What to do:
Repeat every entry, word for word, leaving no line out.

Stored data
// =============================================================================
// TESTS
// =============================================================================

#[cfg(test)]
mod tests {
    use super::*;
    use lib_store::Store;

    fn test_registry() -> PropertyRegistry {
        let store = Store::open_temporary().unwrap();
        let table = store.table("properties").unwrap();
        PropertyRegistry::open(table, Address::new("1Exodus")).unwrap()
    }

    fn entry(name: &str, txid_byte: u8) -> PropertyEntry {
        let mut e = PropertyEntry::new(Address::new("1Issuer"), PropertyKind::Indivisible);
        e.name = name.to_string();
        e.creation_txid = TxHash::new([txid_byte; 32]);
        e
    }

    #[test]
    fn implied_properties_are_fabricated() {
        let registry = test_registry();
        let omni = registry.get(PROPERTY_OMNI).unwrap().unwrap();
        assert_eq!(omni.num_tokens, 700_000);
        assert!(omni.is_divisible());
        let tomni = registry.get(PROPERTY_TOMNI).unwrap().unwrap();
        assert_eq!(tomni.name, "Test Omni tokens");
        assert!(registry.has(PROPERTY_OMNI).unwrap());
        // never stored
        assert!(registry.stored_ids().unwrap().is_empty());
    }

    #[test]
    fn create_assigns_ids_per_ecosystem() {
        let mut registry = test_registry();
        let a = registry.create(Ecosystem::Main, &entry("A", 1)).unwrap();
        let b = registry.create(Ecosystem::Main, &entry("B", 2)).unwrap();
        let t = registry.create(Ecosystem::Test, &entry("T", 3)).unwrap();
        assert_eq!(a, 3);
        assert_eq!(b, 4);
        assert_eq!(t, FIRST_TEST_PROPERTY);
        assert_eq!(registry.peek_next_id(Ecosystem::Main), 5);
        assert_eq!(registry.peek_next_id(Ecosystem::Test), FIRST_TEST_PROPERTY + 1);
    }

    #[test]
    fn find_by_creation_tx() {
        let mut registry = test_registry();
        let id = registry.create(Ecosystem::Main, &entry("A", 9)).unwrap();
        let found = registry.find_by_tx(&TxHash::new([9; 32])).unwrap();
        assert_eq!(found, Some(id));
        assert_eq!(registry.find_by_tx(&TxHash::new([8; 32])).unwrap(), None);
    }

    #[test]
    fn counters_restored_from_disk() {
        let store = Store::open_temporary().unwrap();
        let table = store.table("properties").unwrap();
        {
            let mut registry =
                PropertyRegistry::open(table.clone(), Address::new("1Exodus")).unwrap();
            registry.create(Ecosystem::Main, &entry("A", 1)).unwrap();
            registry.create(Ecosystem::Main, &entry("B", 2)).unwrap();
        }
        let registry = PropertyRegistry::open(table, Address::new("1Exodus")).unwrap();
        assert_eq!(registry.peek_next_id(Ecosystem::Main), 5);
    }

    #[test]
    fn historical_issuer_lookup() {
        let mut e = entry("A", 1);
        e.update_issuer(100, 0, Address::new("1First"));
        e.update_issuer(200, 3, Address::new("1Second"));
        e.update_issuer(200, 7, Address::new("1Third"));
        e.issuer = Address::new("1Third");

        assert_eq!(e.issuer_at(99).as_str(), "1Third"); // before any entry: current
        assert_eq!(e.issuer_at(100).as_str(), "1First");
        assert_eq!(e.issuer_at(150).as_str(), "1First");
        assert_eq!(e.issuer_at(200).as_str(), "1Third"); // idx 7 wins within block
        assert_eq!(e.issuer_at(10_000).as_str(), "1Third");
    }

    #[test]
    fn delegate_lookup_and_removal() {
        let mut e = entry("A", 1);
        assert!(e.delegate_at(50).is_none());
        e.add_delegate(100, 0, Address::new("1Delegate"));
        e.delegate = Some(Address::new("1Delegate"));
        assert_eq!(e.delegate_at(100).unwrap().as_str(), "1Delegate");
        assert_eq!(e.manager_at(100).as_str(), "1Delegate");
        e.remove_delegate(150, 2);
        e.delegate = None;
        assert!(e.delegate_at(150).is_none());
        assert_eq!(e.delegate_at(120).unwrap().as_str(), "1Delegate");
    }

    #[test]
    fn update_preserves_history_and_rollback_restores() {
        let mut registry = test_registry();
        let mut e = entry("A", 1);
        e.creation_block = 100;
        e.update_block = 100;
        e.num_tokens = 1000;
        let id = registry.create(Ecosystem::Main, &e).unwrap();

        let mut updated = e.clone();
        updated.num_tokens = 1500;
        updated.update_block = 200;
        registry.update(id, &updated).unwrap();
        assert_eq!(registry.get(id).unwrap().unwrap().num_tokens, 1500);

        registry.rollback_above(150).unwrap();
        let restored = registry.get(id).unwrap().unwrap();
        assert_eq!(restored.num_tokens, 1000);
        assert_eq!(restored.update_block, 100);
    }

    #[test]
    fn rollback_deletes_properties_created_above() {
        let mut registry = test_registry();
        let mut e = entry("A", 1);
        e.creation_block = 300;
        e.update_block = 300;
        let id = registry.create(Ecosystem::Main, &e).unwrap();

        registry.rollback_above(300).unwrap();
        assert!(registry.get(id).unwrap().is_none());
        assert_eq!(registry.find_by_tx(&TxHash::new([1; 32])).unwrap(), None);
        // counter rewinds so the id is reassigned on replay
        assert_eq!(registry.peek_next_id(Ecosystem::Main), id);
    }

    #[test]
    fn implied_properties_reject_updates() {
        let registry = test_registry();
        let e = entry("A", 1);
        assert!(matches!(
            registry.update(PROPERTY_OMNI, &e),
            Err(RegistryError::Immutable(_))
        ));
    }

    #[test]
    fn watermark_roundtrip() {
        let registry = test_registry();
        assert!(registry.watermark().unwrap().is_none());
        let hash = crate::types::BlockHash::new([5; 32]);
        registry.set_watermark(123, &hash).unwrap();
        assert_eq!(registry.watermark().unwrap(), Some((123, hash)));
    }
}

Response to the task:
// =============================================================================
// TESTS
// =============================================================================

#[cfg(test)]
mod tests {
    use super::*;
    use lib_store::Store;

    fn test_registry() -> PropertyRegistry {
        let store = Store::open_temporary().unwrap();
        let table = store.table("properties").unwrap();
        PropertyRegistry::open(table, Address::new("1Exodus")).unwrap()
    }

    fn entry(name: &str, txid_byte: u8) -> PropertyEntry {
        let mut e = PropertyEntry::new(Address::new("1Issuer"), PropertyKind::Indivisible);
        e.name = name.to_string();
        e.creation_txid = TxHash::new([txid_byte; 32]);
        e
    }

    #[test]
    fn implied_properties_are_fabricated() {
        let registry = test_registry();
        let omni = registry.get(PROPERTY_OMNI).unwrap().unwrap();
        assert_eq!(omni.num_tokens, 700_000);
        assert!(omni.is_divisible());
        let tomni = registry.get(PROPERTY_TOMNI).unwrap().unwrap();
        assert_eq!(tomni.name, "Test Omni tokens");
        assert!(registry.has(PROPERTY_OMNI).unwrap());
        // never stored
        assert!(registry.stored_ids().unwrap().is_empty());
    }

    #[test]
    fn create_assigns_ids_per_ecosystem() {
        let mut registry = test_registry();
        let a = registry.create(Ecosystem::Main, &entry("A", 1)).unwrap();
        let b = registry.create(Ecosystem::Main, &entry("B", 2)).unwrap();
        let t = registry.create(Ecosystem::Test, &entry("T", 3)).unwrap();
        assert_eq!(a, 3);
        assert_eq!(b, 4);
        assert_eq!(t, FIRST_TEST_PROPERTY);
        assert_eq!(registry.peek_next_id(Ecosystem::Main), 5);
        assert_eq!(registry.peek_next_id(Ecosystem::Test), FIRST_TEST_PROPERTY + 1);
    }

    #[test]
    fn find_by_creation_tx() {
        let mut registry = test_registry();
        let id = registry.create(Ecosystem::Main, &entry("A", 9)).unwrap();
        let found = registry.find_by_tx(&TxHash::new([9; 32])).unwrap();
        assert_eq!(found, Some(id));
        assert_eq!(registry.find_by_tx(&TxHash::new([8; 32])).unwrap(), None);
    }

    #[test]
    fn counters_restored_from_disk() {
        let store = Store::open_temporary().unwrap();
        let table = store.table("properties").unwrap();
        {
            let mut registry =
                PropertyRegistry::open(table.clone(), Address::new("1Exodus")).unwrap();
            registry.create(Ecosystem::Main, &entry("A", 1)).unwrap();
            registry.create(Ecosystem::Main, &entry("B", 2)).unwrap();
        }
        let registry = PropertyRegistry::open(table, Address::new("1Exodus")).unwrap();
        assert_eq!(registry.peek_next_id(Ecosystem::Main), 5);
    }

    #[test]
    fn historical_issuer_lookup() {
        let mut e = entry("A", 1);
        e.update_issuer(100, 0, Address::new("1First"));
        e.update_issuer(200, 3, Address::new("1Second"));
        e.update_issuer(200, 7, Address::new("1Third"));
        e.issuer = Address::new("1Third");

        assert_eq!(e.issuer_at(99).as_str(), "1Third"); // before any entry: current
        assert_eq!(e.issuer_at(100).as_str(), "1First");
        assert_eq!(e.issuer_at(150).as_str(), "1First");
        assert_eq!(e.issuer_at(200).as_str(), "1Third"); // idx 7 wins within block
        assert_eq!(e.issuer_at(10_000).as_str(), "1Third");
    }

    #[test]
    fn delegate_lookup_and_removal() {
        let mut e = entry("A", 1);
        assert!(e.delegate_at(50).is_none());
        e.add_delegate(100, 0, Address::new("1Delegate"));
        e.delegate = Some(Address::new("1Delegate"));
        assert_eq!(e.delegate_at(100).unwrap().as_str(), "1Delegate");
        assert_eq!(e.manager_at(100).as_str(), "1Delegate");
        e.remove_delegate(150, 2);
        e.delegate = None;
        assert!(e.delegate_at(150).is_none());
        assert_eq!(e.delegate_at(120).unwrap().as_str(), "1Delegate");
    }

    #[test]
    fn update_preserves_history_and_rollback_restores() {
        let mut registry = test_registry();
        let mut e = entry("A", 1);
        e.creation_block = 100;
        e.update_block = 100;
        e.num_tokens = 1000;
        let id = registry.create(Ecosystem::Main, &e).unwrap();

        let mut updated = e.clone();
        updated.num_tokens = 1500;
        updated.update_block = 200;
        registry.update(id, &updated).unwrap();
        assert_eq!(registry.get(id).unwrap().unwrap().num_tokens, 1500);

        registry.rollback_above(150).unwrap();
        let restored = registry.get(id).unwrap().unwrap();
        assert_eq!(restored.num_tokens, 1000);
        assert_eq!(restored.update_block, 100);
    }

    #[test]
    fn rollback_deletes_properties_created_above() {
        let mut registry = test_registry();
        let mut e = entry("A", 1);
        e.creation_block = 300;
        e.update_block = 300;
        let id = registry.create(Ecosystem::Main, &e).unwrap();

        registry.rollback_above(300).unwrap();
        assert!(registry.get(id).unwrap().is_none());
        assert_eq!(registry.find_by_tx(&TxHash::new([1; 32])).unwrap(), None);
        // counter rewinds so the id is reassigned on replay
        assert_eq!(registry.peek_next_id(Ecosystem::Main), id);
    }

    #[test]
    fn implied_properties_reject_updates() {
        let registry = test_registry();
        let e = entry("A", 1);
        assert!(matches!(
            registry.update(PROPERTY_OMNI, &e),
            Err(RegistryError::Immutable(_))
        ));
    }

    #[test]
    fn watermark_roundtrip() {
        let registry = test_registry();
        assert!(registry.watermark().unwrap().is_none());
        let hash = crate::types::BlockHash::new([5; 32]);
        registry.set_watermark(123, &hash).unwrap();
        assert_eq!(registry.watermark().unwrap(), Some((123, hash)));
    }
}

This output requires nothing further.